The boy had saved her life. He had been humble about it.

Zhenhua had honored that with silence. That was how men like him gave thanks.

But honor did not mean approval.

And Ethan's marriage to Vivian had not been his choice. It had been his wife's idea. And Vivian's agreement had been... cold. Strategic. Calculated.

Zhenhua had watched it unfold and said nothing. Let it happen.

It would not last. That was his private thought.

Ethan was clever, yes.

But not a warrior.

Not a Li.

And Zhenhua had no use for clever men who could not bleed for their house.

Then came the duel.

The first one.

The sword match.

Zhenhua's expectations had been met—and then some.

Ethan was terrible.

Mana flow erratic. Overextended. Every movement screamed theory over practice. His instincts were faster than his control, and that imbalance made him dangerous—to himself.

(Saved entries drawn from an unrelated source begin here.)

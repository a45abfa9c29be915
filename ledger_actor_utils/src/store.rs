use std::cell::RefCell;
use std::collections::BTreeMap;

use anyhow::Result;

/// The replicated key-value store a ledger platform exposes to a contract.
///
/// The host supplies a snapshot view for each invocation and commits all of an
/// invocation's writes together, or none of them if the invocation fails.
/// Values are opaque bytes; the schema layered on top is the contract's
/// concern.
pub trait StateStore {
    /// Get the value stored under `key`, or None if the key is unset
    fn get(&self, key: &str) -> Result<Option<Vec<u8>>>;

    /// Set the value stored under `key`
    fn put(&self, key: &str, value: &[u8]) -> Result<()>;

    /// Remove `key` from the store. Deleting an absent key is a no-op.
    fn delete(&self, key: &str) -> Result<()>;
}

/// An in-memory store for tests.
///
/// Backed by a BTreeMap so any iteration over it is deterministic.
#[derive(Clone, Default, Debug)]
pub struct MemoryStateStore {
    data: RefCell<BTreeMap<String, Vec<u8>>>,
}

impl MemoryStateStore {
    pub fn new() -> Self {
        Default::default()
    }

    /// Whether a key is present at all, regardless of value
    pub fn contains_key(&self, key: &str) -> bool {
        self.data.borrow().contains_key(key)
    }
}

impl StateStore for MemoryStateStore {
    fn get(&self, key: &str) -> Result<Option<Vec<u8>>> {
        Ok(self.data.borrow().get(key).cloned())
    }

    fn put(&self, key: &str, value: &[u8]) -> Result<()> {
        self.data.borrow_mut().insert(key.to_string(), value.to_vec());
        Ok(())
    }

    fn delete(&self, key: &str) -> Result<()> {
        self.data.borrow_mut().remove(key);
        Ok(())
    }
}

impl<S: StateStore> StateStore for &S {
    fn get(&self, key: &str) -> Result<Option<Vec<u8>>> {
        (**self).get(key)
    }

    fn put(&self, key: &str, value: &[u8]) -> Result<()> {
        (**self).put(key, value)
    }

    fn delete(&self, key: &str) -> Result<()> {
        (**self).delete(key)
    }
}

#[cfg(test)]
mod test {
    use super::{MemoryStateStore, StateStore};

    #[test]
    fn it_stores_and_retrieves_values() {
        let store = MemoryStateStore::new();
        assert_eq!(store.get("balance").unwrap(), None);

        store.put("balance", b"100").unwrap();
        assert_eq!(store.get("balance").unwrap(), Some(b"100".to_vec()));

        store.put("balance", b"50").unwrap();
        assert_eq!(store.get("balance").unwrap(), Some(b"50".to_vec()));
    }

    #[test]
    fn it_deletes_keys() {
        let store = MemoryStateStore::new();
        store.put("balance", b"100").unwrap();
        store.delete("balance").unwrap();
        assert_eq!(store.get("balance").unwrap(), None);
        assert!(!store.contains_key("balance"));

        // deleting an absent key is fine
        store.delete("balance").unwrap();
    }
}
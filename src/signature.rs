//! Human-readable call signatures and cache keys.
//!
//! A signature like `login("alice")` is what shows up in logs, in the
//! pending-call list and in hydration bookkeeping. Long strings and long
//! argument lists are truncated so a single call never floods a log line.

use serde_json::Value;

/// Strings longer than this are shortened inside signatures.
const MAX_STRING_CHARS: usize = 50;

/// Rendered argument lists longer than this are shortened.
const MAX_ARGS_CHARS: usize = 100;

const ELLIPSIS: &str = "...";

/// Keep the first `max` characters of `s`, appending `...` if anything was cut.
fn truncate_chars(s: &str, max: usize) -> String {
    match s.char_indices().nth(max) {
        Some((idx, _)) => format!("{}{ELLIPSIS}", &s[..idx]),
        None => s.to_string(),
    }
}

/// Shorten long strings anywhere inside a JSON value.
pub fn format_value(value: &Value) -> Value {
    match value {
        Value::String(s) => Value::String(truncate_chars(s, MAX_STRING_CHARS)),
        Value::Array(items) => Value::Array(items.iter().map(format_value).collect()),
        Value::Object(map) => Value::Object(
            map.iter()
                .map(|(k, v)| (k.clone(), format_value(v)))
                .collect(),
        ),
        other => other.clone(),
    }
}

/// Render an argument list as `a, b, c`, bounded in length.
pub fn stringify_event_parameters(args: &[Value]) -> String {
    let rendered = args
        .iter()
        .map(|arg| format_value(arg).to_string())
        .collect::<Vec<_>>()
        .join(", ");
    truncate_chars(&rendered, MAX_ARGS_CHARS)
}

/// Signature of one call, computed once at call start.
#[derive(Debug, Clone, PartialEq, Eq, Hash)]
pub struct CallSignature {
    namespace: String,
    short: String,
}

impl CallSignature {
    /// Build the signature for `event(args)` on `namespace`.
    pub fn new(namespace: &str, event: &str, args: &[Value]) -> Self {
        Self {
            namespace: namespace.to_string(),
            short: format!("{event}({})", stringify_event_parameters(args)),
        }
    }

    /// `event(args)` form, used for the pending-call list.
    pub fn short(&self) -> &str {
        &self.short
    }

    /// `namespace/event(args)` form, used for logs.
    pub fn full(&self) -> String {
        format!("{}/{}", self.namespace, self.short)
    }
}

impl std::fmt::Display for CallSignature {
    fn fmt(&self, f: &mut std::fmt::Formatter<'_>) -> std::fmt::Result {
        write!(f, "{}/{}", self.namespace, self.short)
    }
}

/// Cache key for a call: `namespace/event ["arg", ...]`.
///
/// Uses the full, untruncated argument list so distinct calls never collide.
pub fn cache_key(namespace: &str, event: &str, args: &[Value]) -> String {
    format!("{namespace}/{event} {}", Value::from(args.to_vec()))
}

/// Untruncated `namespace/event(args)` form, used to match a cache-served
/// call with its live refresh. Distinct argument lists never collide.
pub fn untruncated_signature(namespace: &str, event: &str, args: &[Value]) -> String {
    let rendered = args
        .iter()
        .map(Value::to_string)
        .collect::<Vec<_>>()
        .join(",");
    format!("{namespace}/{event}({rendered})")
}
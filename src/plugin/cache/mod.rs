//! TTL response cache.
//!
//! Before a call the plugin looks the call up by `namespace/event [args]`.
//! A usable entry answers the call directly. After a successful live call
//! the result is stored with the configured TTL.
//!
//! TTL is ignored (any entry is usable, however old) while the connection is
//! offline and while a [`Hydrator`] is in its LOAD_CACHE phase.

pub mod hydrator;
pub mod storage;

use std::sync::Arc;
use std::time::Duration;

use async_trait::async_trait;
use serde_json::Value;

use super::{BeforeEmit, CallContext, Plugin};
use crate::client::SocketClient;
use crate::signature::{cache_key, untruncated_signature};

pub use hydrator::{HydrationMode, HydrationState, Hydrator};
pub use storage::{CacheStorage, FileStorage, MemoryStorage, StorageState, StorageValue};

/// Name the pipeline uses to skip this plugin for `disable_cache` calls.
pub const CACHE_PLUGIN_NAME: &str = "cache";

/// Default entry lifetime.
pub const DEFAULT_TTL: Duration = Duration::from_secs(300);

/// Per-call TTL function.
pub type TtlFn = Arc<dyn Fn(&str, &[Value]) -> Duration + Send + Sync>;

/// Predicate excluding events from caching.
pub type DisableFor = Arc<dyn Fn(&str) -> bool + Send + Sync>;

/// How long entries stay fresh.
#[derive(Clone)]
pub enum Ttl {
    /// Same lifetime for every call.
    Fixed(Duration),
    /// Lifetime computed from the event name and arguments.
    PerCall(TtlFn),
}

impl Ttl {
    /// TTL computed per call.
    pub fn per_call<F>(f: F) -> Self
    where
        F: Fn(&str, &[Value]) -> Duration + Send + Sync + 'static,
    {
        Self::PerCall(Arc::new(f))
    }

    /// TTL for one call.
    pub fn resolve(&self, event: &str, args: &[Value]) -> Duration {
        match self {
            Self::Fixed(ttl) => *ttl,
            Self::PerCall(f) => f(event, args),
        }
    }
}

impl Default for Ttl {
    fn default() -> Self {
        Self::Fixed(DEFAULT_TTL)
    }
}

impl std::fmt::Debug for Ttl {
    fn fmt(&self, f: &mut std::fmt::Formatter<'_>) -> std::fmt::Result {
        match self {
            Self::Fixed(ttl) => f.debug_tuple("Fixed").field(ttl).finish(),
            Self::PerCall(_) => f.write_str("PerCall(..)"),
        }
    }
}

/// Cache configuration.
#[derive(Clone)]
pub struct CacheOptions {
    /// Backing store.
    pub storage: Arc<dyn CacheStorage>,
    /// Entry lifetime.
    pub ttl: Ttl,
    /// Events that must never be cached.
    pub disable_for: Option<DisableFor>,
}

impl CacheOptions {
    /// Options with the default TTL.
    pub fn new(storage: Arc<dyn CacheStorage>) -> Self {
        Self {
            storage,
            ttl: Ttl::default(),
            disable_for: None,
        }
    }

    /// Set the TTL.
    pub fn ttl(mut self, ttl: Ttl) -> Self {
        self.ttl = ttl;
        self
    }

    /// Never cache events matching `predicate`.
    pub fn disable_for<F>(mut self, predicate: F) -> Self
    where
        F: Fn(&str) -> bool + Send + Sync + 'static,
    {
        self.disable_for = Some(Arc::new(predicate));
        self
    }
}

impl std::fmt::Debug for CacheOptions {
    fn fmt(&self, f: &mut std::fmt::Formatter<'_>) -> std::fmt::Result {
        f.debug_struct("CacheOptions")
            .field("ttl", &self.ttl)
            .field("disable_for", &self.disable_for.is_some())
            .finish_non_exhaustive()
    }
}

/// Cache participant of the call pipeline.
#[derive(Debug, Clone)]
pub struct CachePlugin {
    options: Option<CacheOptions>,
    hydrator: Hydrator,
}

impl CachePlugin {
    /// Cache backed by `options`.
    pub fn new(options: CacheOptions) -> Self {
        Self {
            options: Some(options),
            hydrator: Hydrator::new(),
        }
    }

    /// A plugin with no store; every call passes straight through.
    pub fn disabled() -> Self {
        Self {
            options: None,
            hydrator: Hydrator::new(),
        }
    }

    /// Handle to this cache's hydration state machine.
    pub fn hydrator(&self) -> Hydrator {
        self.hydrator.clone()
    }

    fn ignores_ttl(&self, context: &CallContext) -> bool {
        context.is_offline || self.hydrator.mode() == Some(HydrationMode::LoadCache)
    }
}

#[async_trait]
impl Plugin for CachePlugin {
    fn name(&self) -> &str {
        CACHE_PLUGIN_NAME
    }

    fn install(&self, client: &SocketClient) {
        client.attach_hydrator(self.hydrator());
    }

    async fn before_emit(
        &self,
        namespace: &str,
        event: &str,
        args: &[Value],
        context: &mut CallContext,
    ) -> BeforeEmit {
        let Some(cache) = &self.options else {
            return BeforeEmit::Continue;
        };
        if cache.disable_for.as_ref().is_some_and(|skip| skip(event)) {
            return BeforeEmit::Continue;
        }

        let key = cache_key(namespace, event, args);
        context.cache_key = Some(key.clone());

        let ttl = if self.ignores_ttl(context) {
            None
        } else {
            Some(cache.ttl.resolve(event, args))
        };

        let entry = match cache.storage.get(&key, ttl).await {
            Ok(entry) => entry,
            Err(e) => {
                log::warn!("[CachePlugin] Lookup of {} failed: {}", key, e);
                None
            }
        };

        match entry {
            Some(value) if value.is_hit() => {
                log::debug!("[CachePlugin] {} served from cache", context.signature);
                self.hydrator
                    .record_cache_hit(&untruncated_signature(namespace, event, args));
                BeforeEmit::ShortCircuit(value.data)
            }
            _ => BeforeEmit::Continue,
        }
    }

    async fn after_emit(
        &self,
        namespace: &str,
        event: &str,
        args: &[Value],
        result: Value,
        context: &mut CallContext,
    ) -> Value {
        let (Some(cache), Some(key)) = (&self.options, context.cache_key.as_deref()) else {
            return result;
        };

        let ttl = cache.ttl.resolve(event, args);
        if let Err(e) = cache.storage.set(key, result.clone(), ttl).await {
            log::warn!("[CachePlugin] Storing {} failed: {}", key, e);
        }
        self.hydrator
            .record_live_result(&untruncated_signature(namespace, event, args));
        result
    }
}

Nathan had dismantled him.

And Zhenhua had very nearly closed the book on him right there. Had already begun mentally shifting Vivian's strategic future without him.

But then...

The boy stood.

Bruised. Winded. Core flickering.

He stood.

And when Zhenhua called the match—

He bowed.

And then, impossibly, accepted a second round.

Hand to hand. No mana.

And there—finally—Zhenhua saw something different.

He watched Ethan fight not like a noble, but like someone who had clawed his way through drills no one saw. Not graceful. Not fast.

Efficient.

Dangerously efficient.

Zhenhua had seen hand-to-hand masters lose control when their reputation cracked. But Ethan never cracked.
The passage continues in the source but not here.